Zukunft der Apotheken: Lucas im KPMG-Magazin
ABDA-Vizepräsidentin Dr. Ina Lucas hat in einem Interview mit dem Fachmagazin "Gesundheitsbarometer" der Wirtschaftsprüfungsgesellschaft KPMG verdeutlicht, wie der Wandel in der wohnortnahen Versorgung greifbar wird. Sie sieht Apotheken als tragende Säulen einer modernen Gesundheitslandschaft, in denen digitale Anwendungen und persönliche Beratung ineinandergreifen, um neue Formen patientennaher Versorgung zu ermöglichen.
"Unser Positionspapier 'In eine gesunde Zukunft mit der Apotheke' soll genau diese Richtung in die Zukunft weisen. Ein Beispiel: Wir wollen Betroffenen in Notfallsituationen besser helfen können. Wenn es im Notfall etwa möglich wäre, uns gut bekannten Patientinnen oder Patienten mit chronischen Erkrankungen wie Bluthochdruck auch ohne ärztliche Verordnung mit einer Medikamentenpackung auszuhelfen, zum Beispiel kurz vor dem Wochenende, könnten wir dadurch Notfallpraxen und Rettungsstellen entlasten", so Lucas. Auch in der Prävention lasse sich einiges tun, was gesellschafts- und gesundheitspolitisch sinnvoll sei. "Wir können etwa das Impfangebot ausweiten sowie Beratungen bei Früherkennung, Screening und Monitoring in Apotheken realisieren, zum Beispiel im Zusammenhang mit Herz-Kreislauf- und tabakassoziierten Erkrankungen", fügte sie hinzu.

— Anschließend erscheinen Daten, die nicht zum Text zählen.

// ABOUTME: User management database operations
// ABOUTME: Handles the merge-on-login upsert and user lookups
//
// Licensed under either of Apache License, Version 2.0 or MIT License at your option.
// Copyright ©2025 Reach+ Agency

use super::Database;
use crate::models::{UpsertUser, User};
use anyhow::Result;
use sqlx::Row;
use tracing::warn;

impl Database {
    /// Create the users table
    ///
    /// # Errors
    ///
    /// Returns an error if table or index creation fails
    pub(super) async fn migrate_users(&self) -> Result<()> {
        sqlx::query(
            r"
            CREATE TABLE IF NOT EXISTS users (
                id INTEGER PRIMARY KEY AUTOINCREMENT,
                open_id TEXT UNIQUE NOT NULL,
                name TEXT,
                email TEXT,
                login_method TEXT,
                role TEXT NOT NULL DEFAULT 'user' CHECK (role IN ('user', 'admin', 'client')),
                created_at DATETIME NOT NULL DEFAULT CURRENT_TIMESTAMP,
                updated_at DATETIME NOT NULL DEFAULT CURRENT_TIMESTAMP,
                last_signed_in DATETIME NOT NULL DEFAULT CURRENT_TIMESTAMP
            )
            ",
        )
        .execute(&self.pool)
        .await?;

        sqlx::query("CREATE INDEX IF NOT EXISTS idx_users_open_id ON users(open_id)")
            .execute(&self.pool)
            .await?;

        Ok(())
    }

    /// Create or merge a user keyed by external identity
    ///
    /// Only fields supplied in `user` overwrite the stored row; absent
    /// fields are left untouched. `last_signed_in` is always refreshed.
    /// The role is auto-elevated to admin only when the identity matches
    /// `owner_open_id` and no explicit role was supplied.
    ///
    /// # Errors
    ///
    /// Returns an error if the statement fails (write paths fail hard)
    pub async fn upsert_user(&self, user: &UpsertUser, owner_open_id: Option<&str>) -> Result<()> {
        anyhow::ensure!(!user.open_id.is_empty(), "User open_id is required for upsert");

        let effective_role: Option<&str> = match user.role {
            Some(role) => Some(role.as_str()),
            None => match owner_open_id {
                Some(owner) if owner == user.open_id => Some("admin"),
                _ => None,
            },
        };

        sqlx::query(
            r"
            INSERT INTO users (open_id, name, email, login_method, role, last_signed_in)
            VALUES ($1, $2, $3, $4, COALESCE($5, 'user'), COALESCE($6, CURRENT_TIMESTAMP))
            ON CONFLICT(open_id) DO UPDATE SET
                name = COALESCE(excluded.name, name),
                email = COALESCE(excluded.email, email),
                login_method = COALESCE(excluded.login_method, login_method),
                role = COALESCE($5, role),
                last_signed_in = excluded.last_signed_in,
                updated_at = CURRENT_TIMESTAMP
            ",
        )
        .bind(&user.open_id)
        .bind(&user.name)
        .bind(&user.email)
        .bind(&user.login_method)
        .bind(effective_role)
        .bind(user.last_signed_in)
        .execute(&self.pool)
        .await?;

        Ok(())
    }

    /// Get a user by external identity
    ///
    /// # Errors
    ///
    /// Returns an error only if row decoding fails; an unavailable
    /// database degrades to `None`
    pub async fn get_user_by_open_id(&self, open_id: &str) -> Result<Option<User>> {
        self.get_user_impl("open_id", open_id).await
    }

    /// Get a user by surrogate id
    ///
    /// # Errors
    ///
    /// Returns an error only if row decoding fails; an unavailable
    /// database degrades to `None`
    pub async fn get_user(&self, id: i64) -> Result<Option<User>> {
        let row = match sqlx::query(
            r"
            SELECT id, open_id, name, email, login_method, role,
                   created_at, updated_at, last_signed_in
            FROM users WHERE id = $1
            ",
        )
        .bind(id)
        .fetch_optional(&self.pool)
        .await
        {
            Ok(row) => row,
            Err(e) => {
                warn!("User lookup unavailable: {e}");
                return Ok(None);
            }
        };

        row.as_ref().map(Self::row_to_user).transpose()
    }

    async fn get_user_impl(&self, field: &str, value: &str) -> Result<Option<User>> {
        let query = format!(
            r"
            SELECT id, open_id, name, email, login_method, role,
                   created_at, updated_at, last_signed_in
            FROM users WHERE {field} = $1
            "
        );

        let row = match sqlx::query(&query).bind(value).fetch_optional(&self.pool).await {
            Ok(row) => row,
            Err(e) => {
                warn!("User lookup unavailable: {e}");
                return Ok(None);
            }
        };

        row.as_ref().map(Self::row_to_user).transpose()
    }

    /// Convert a database row to a `User` struct
    fn row_to_user(row: &sqlx::sqlite::SqliteRow) -> Result<User> {
        let role: String = row.get("role");

        Ok(User {
            id: row.get("id"),
            open_id: row.get("open_id"),
            name: row.get("name"),
            email: row.get("email"),
            login_method: row.get("login_method"),
            role: role.parse()?,
            created_at: row.get("created_at"),
            updated_at: row.get("updated_at"),
            last_signed_in: row.get("last_signed_in"),
        })
    }
}

#[cfg(test)]
mod tests {
    use super::super::tests::create_test_db;
    use crate::models::{UpsertUser, UserRole};

    #[tokio::test]
    async fn test_upsert_creates_then_merges() {
        let db = create_test_db().await.unwrap();

        let mut first = UpsertUser::new("oid-1");
        first.name = Some("Ada".into());
        first.email = Some("ada@example.com".into());
        db.upsert_user(&first, None).await.unwrap();

        // Second login supplies only a new name; email must survive
        let mut second = UpsertUser::new("oid-1");
        second.name = Some("Ada L.".into());
        db.upsert_user(&second, None).await.unwrap();

        let user = db.get_user_by_open_id("oid-1").await.unwrap().unwrap();
        assert_eq!(user.name.as_deref(), Some("Ada L."));
        assert_eq!(user.email.as_deref(), Some("ada@example.com"));
        assert_eq!(user.role, UserRole::User);
    }

    #[tokio::test]
    async fn test_owner_identity_elevated_without_explicit_role() {
        let db = create_test_db().await.unwrap();

        db.upsert_user(&UpsertUser::new("owner-oid"), Some("owner-oid"))
            .await
            .unwrap();
        let user = db.get_user_by_open_id("owner-oid").await.unwrap().unwrap();
        assert_eq!(user.role, UserRole::Admin);

        // An explicit role wins over the bootstrap rule
        let mut explicit = UpsertUser::new("owner-oid");
        explicit.role = Some(UserRole::Client);
        db.upsert_user(&explicit, Some("owner-oid")).await.unwrap();
        let user = db.get_user_by_open_id("owner-oid").await.unwrap().unwrap();
        assert_eq!(user.role, UserRole::Client);
    }

    #[tokio::test]
    async fn test_missing_user_is_none() {
        let db = create_test_db().await.unwrap();
        assert!(db.get_user_by_open_id("nobody").await.unwrap().is_none());
        assert!(db.get_user(42).await.unwrap().is_none());
    }
}
// ABOUTME: Public-tier routes: content listing and anonymous form submissions
// ABOUTME: No identity required; submissions are validated before any data access
//
// Licensed under either of Apache License, Version 2.0 or MIT License at your option.
// Copyright ©2025 Reach+ Agency

//! Public routes
//!
//! Read-only content listing (services, portfolio) and the two public
//! write submissions (contact, budget request). Server-side validation
//! runs before any row is inserted.

use crate::{
    constants::limits,
    errors::AppError,
    models::{NewBudget, NewContact},
    resources::ServerResources,
    validation::{validate_email, validate_min_length, validate_required},
};
use axum::{
    extract::{Path, Query, State},
    http::StatusCode,
    response::{IntoResponse, Response},
    routing::{get, post},
    Json, Router,
};
use serde::{Deserialize, Serialize};
use std::sync::Arc;

/// Query parameters for portfolio listing
#[derive(Debug, Deserialize)]
struct PortfolioQuery {
    #[serde(default)]
    featured: Option<bool>,
    #[serde(default)]
    limit: Option<i64>,
}

/// Contact form submission
#[derive(Debug, Deserialize)]
pub struct ContactSubmission {
    pub name: String,
    pub email: String,
    pub phone: Option<String>,
    pub company: Option<String>,
    pub message: String,
}

/// Budget request submission
#[derive(Debug, Deserialize)]
pub struct BudgetSubmission {
    pub name: String,
    pub email: String,
    pub company: String,
    pub services: Vec<String>,
    pub budget: Option<String>,
    pub timeline: Option<String>,
    pub description: Option<String>,
}

/// Submission acknowledgement
#[derive(Debug, Serialize)]
struct SubmissionResponse {
    success: bool,
}

/// Public route handlers
pub struct PublicRoutes;

impl PublicRoutes {
    /// Create all public routes
    pub fn routes(resources: Arc<ServerResources>) -> Router {
        Router::new()
            .route("/api/services", get(Self::handle_list_services))
            .route("/api/services/:slug", get(Self::handle_get_service))
            .route("/api/portfolio", get(Self::handle_portfolio))
            .route("/api/contact", post(Self::handle_submit_contact))
            .route("/api/budgets", post(Self::handle_submit_budget))
            .with_state(resources)
    }

    /// List the full service catalogue
    async fn handle_list_services(
        State(resources): State<Arc<ServerResources>>,
    ) -> Result<Response, AppError> {
        let services = resources
            .database
            .get_all_services()
            .await
            .map_err(|e| AppError::database(e.to_string()))?;

        Ok((StatusCode::OK, Json(services)).into_response())
    }

    /// Get a single service by slug; null when absent
    async fn handle_get_service(
        State(resources): State<Arc<ServerResources>>,
        Path(slug): Path<String>,
    ) -> Result<Response, AppError> {
        let service = resources
            .database
            .get_service_by_slug(&slug)
            .await
            .map_err(|e| AppError::database(e.to_string()))?;

        Ok((StatusCode::OK, Json(service)).into_response())
    }

    /// List portfolio case studies, optionally only featured ones
    async fn handle_portfolio(
        State(resources): State<Arc<ServerResources>>,
        Query(params): Query<PortfolioQuery>,
    ) -> Result<Response, AppError> {
        let items = if params.featured.unwrap_or(false) {
            let limit = params
                .limit
                .unwrap_or(limits::DEFAULT_FEATURED_PORTFOLIO)
                .clamp(1, limits::MAX_PORTFOLIO_LIMIT);
            resources.database.get_featured_portfolio_items(limit).await
        } else {
            resources.database.get_all_portfolio_items().await
        }
        .map_err(|e| AppError::database(e.to_string()))?;

        Ok((StatusCode::OK, Json(items)).into_response())
    }

    /// Handle a contact form submission
    async fn handle_submit_contact(
        State(resources): State<Arc<ServerResources>>,
        Json(submission): Json<ContactSubmission>,
    ) -> Result<Response, AppError> {
        validate_required("name", &submission.name)?;
        validate_email(&submission.email)?;
        validate_min_length("message", &submission.message, limits::MIN_CONTACT_MESSAGE_LEN)?;

        resources
            .database
            .create_contact(&NewContact {
                name: submission.name,
                email: submission.email,
                phone: submission.phone,
                company: submission.company,
                message: submission.message,
            })
            .await
            .map_err(|e| {
                tracing::error!(error = %e, "Failed to store contact submission");
                AppError::internal("Database unavailable")
            })?;

        Ok((StatusCode::CREATED, Json(SubmissionResponse { success: true })).into_response())
    }

    /// Handle a budget request submission
    async fn handle_submit_budget(
        State(resources): State<Arc<ServerResources>>,
        Json(submission): Json<BudgetSubmission>,
    ) -> Result<Response, AppError> {
        validate_required("name", &submission.name)?;
        validate_email(&submission.email)?;
        validate_required("company", &submission.company)?;

        resources
            .database
            .create_budget(&NewBudget {
                name: submission.name,
                email: submission.email,
                company: submission.company,
                services: submission.services,
                budget: submission.budget,
                timeline: submission.timeline,
                description: submission.description,
            })
            .await
            .map_err(|e| {
                tracing::error!(error = %e, "Failed to store budget submission");
                AppError::internal("Database unavailable")
            })?;

        Ok((StatusCode::CREATED, Json(SubmissionResponse { success: true })).into_response())
    }
}
// ABOUTME: Agency-curated public content: portfolio case studies and service catalogue
// ABOUTME: No owner on these entities; globally readable
//
// Licensed under either of Apache License, Version 2.0 or MIT License at your option.
// Copyright ©2025 Reach+ Agency

use chrono::{DateTime, Utc};
use serde::{Deserialize, Serialize};

/// A portfolio case study shown on the public site
#[derive(Debug, Clone, Serialize, Deserialize)]
pub struct PortfolioItem {
    pub id: i64,
    pub title: String,
    pub description: Option<String>,
    pub category: Option<String>,
    pub image_url: Option<String>,
    /// Headline result, e.g. "+150% ROI"
    pub result_metric: Option<String>,
    pub result_description: Option<String>,
    pub client_name: Option<String>,
    pub featured: bool,
    pub created_at: DateTime<Utc>,
}

/// Insert payload for a portfolio case study
#[derive(Debug, Clone, Default, Serialize, Deserialize)]
pub struct NewPortfolioItem {
    pub title: String,
    pub description: Option<String>,
    pub category: Option<String>,
    pub image_url: Option<String>,
    pub result_metric: Option<String>,
    pub result_description: Option<String>,
    pub client_name: Option<String>,
    pub featured: bool,
}

/// A service offered by the agency
#[derive(Debug, Clone, Serialize, Deserialize)]
pub struct Service {
    pub id: i64,
    pub name: String,
    /// URL-safe unique identifier
    pub slug: String,
    pub description: Option<String>,
    /// Icon class used by the front end
    pub icon: Option<String>,
    pub features: Option<Vec<String>>,
    pub created_at: DateTime<Utc>,
}

/// Insert payload for a service catalogue entry
#[derive(Debug, Clone, Default, Serialize, Deserialize)]
pub struct NewService {
    pub name: String,
    pub slug: String,
    pub description: Option<String>,
    pub icon: Option<String>,
    pub features: Option<Vec<String>>,
}
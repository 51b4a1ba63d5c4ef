// ABOUTME: Logging configuration and structured logging setup for observability
// ABOUTME: Configures log levels, formatters, and output destinations
//
// Licensed under either of Apache License, Version 2.0 or MIT License at your option.
// Copyright ©2025 Reach+ Agency

//! Production-ready logging configuration with structured output

use anyhow::Result;
use std::env;
use tracing_subscriber::{fmt, layer::SubscriberExt, util::SubscriberInitExt, EnvFilter};

/// Logging configuration
#[derive(Debug, Clone)]
pub struct LoggingConfig {
    /// Log level (trace, debug, info, warn, error)
    pub level: String,
    /// Output format (json, pretty, compact)
    pub format: LogFormat,
}

/// Log output format options
#[derive(Debug, Clone)]
pub enum LogFormat {
    /// `JSON` format for production logging
    Json,
    /// Pretty format for development
    Pretty,
    /// Compact format for space-constrained environments
    Compact,
}

impl Default for LoggingConfig {
    fn default() -> Self {
        Self {
            level: "info".into(),
            format: LogFormat::Pretty,
        }
    }
}

impl LoggingConfig {
    /// Create logging configuration from environment variables
    #[must_use]
    pub fn from_env() -> Self {
        let level = env::var("RUST_LOG").unwrap_or_else(|_| "info".into());

        let format = match env::var("LOG_FORMAT").as_deref() {
            Ok("json") => LogFormat::Json,
            Ok("compact") => LogFormat::Compact,
            _ => LogFormat::Pretty,
        };

        Self { level, format }
    }

    /// Install the global tracing subscriber
    ///
    /// # Errors
    ///
    /// Returns an error if a subscriber has already been installed
    pub fn init(&self) -> Result<()> {
        let filter = EnvFilter::try_new(&self.level)
            .unwrap_or_else(|_| EnvFilter::new("info"));

        match self.format {
            LogFormat::Json => {
                tracing_subscriber::registry()
                    .with(filter)
                    .with(fmt::layer().json())
                    .try_init()
                    .map_err(|e| anyhow::anyhow!("Failed to init logging: {e}"))?;
            }
            LogFormat::Pretty => {
                tracing_subscriber::registry()
                    .with(filter)
                    .with(fmt::layer())
                    .try_init()
                    .map_err(|e| anyhow::anyhow!("Failed to init logging: {e}"))?;
            }
            LogFormat::Compact => {
                tracing_subscriber::registry()
                    .with(filter)
                    .with(fmt::layer().compact())
                    .try_init()
                    .map_err(|e| anyhow::anyhow!("Failed to init logging: {e}"))?;
            }
        }

        Ok(())
    }
}

/// Initialize logging from environment variables
///
/// # Errors
///
/// Returns an error if a subscriber has already been installed
pub fn init_from_env() -> Result<()> {
    LoggingConfig::from_env().init()
}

Zur Digitalisierung merkte Lucas an: "In den Apotheken findet die Digitalisierung schon seit Langem statt – ob bei Wareneinkauf, Fälschungsschutz oder Rezeptabrechnungen. Spätestens mit dem E-Rezept und der E-Patientenakte wird die Digitalisierung nun auch im Alltag der Patientinnen und Patienten sichtbar." Insgesamt brauche der demografische Wandel eine Effizienzsteigerung, um handlungsfähig zu bleiben. Lucas: "Ich halte es auch für klug, dass wir solche digitalen Angebote machen. Denn immer mehr Menschen suchen online nach Versorgungsstrukturen – und wir können ihnen helfen, kompetente Ansprechpersonen in der Apotheke vor Ort zu finden."
Eine Apotheke könne nur dann als Ansprechpartnerin vor Ort dienen, wenn es sie überhaupt noch gebe und wenn sie in erreichbarer Nähe sei, so die ABDA-Vizepräsidentin. "Derzeit schließen mehr als 500 Apotheken pro Jahr für immer ihre Türen. Diesen Abwärtstrend aufhalten können wir nur mit einer fairen Vergütung, die seit 20 Jahren kaum mehr angepasst wurde und deshalb im Sinne eines Nothilfeprogramms nun dringend vom Gesetzgeber erhöht werden muss", machte sie klar.
Das Interview ist in der aktuellen Ausgabe vom "Gesundheitsbarometer" (03/25) erschienen. Nach eigenen Angaben gehört die KPMG zu den führenden Wirtschaftsprüfungs- und Beratungsunternehmen in Deutschland und ist mit mehr als 14.000 Mitarbeiterinnen und Mitarbeitern an 28 Standorten präsent.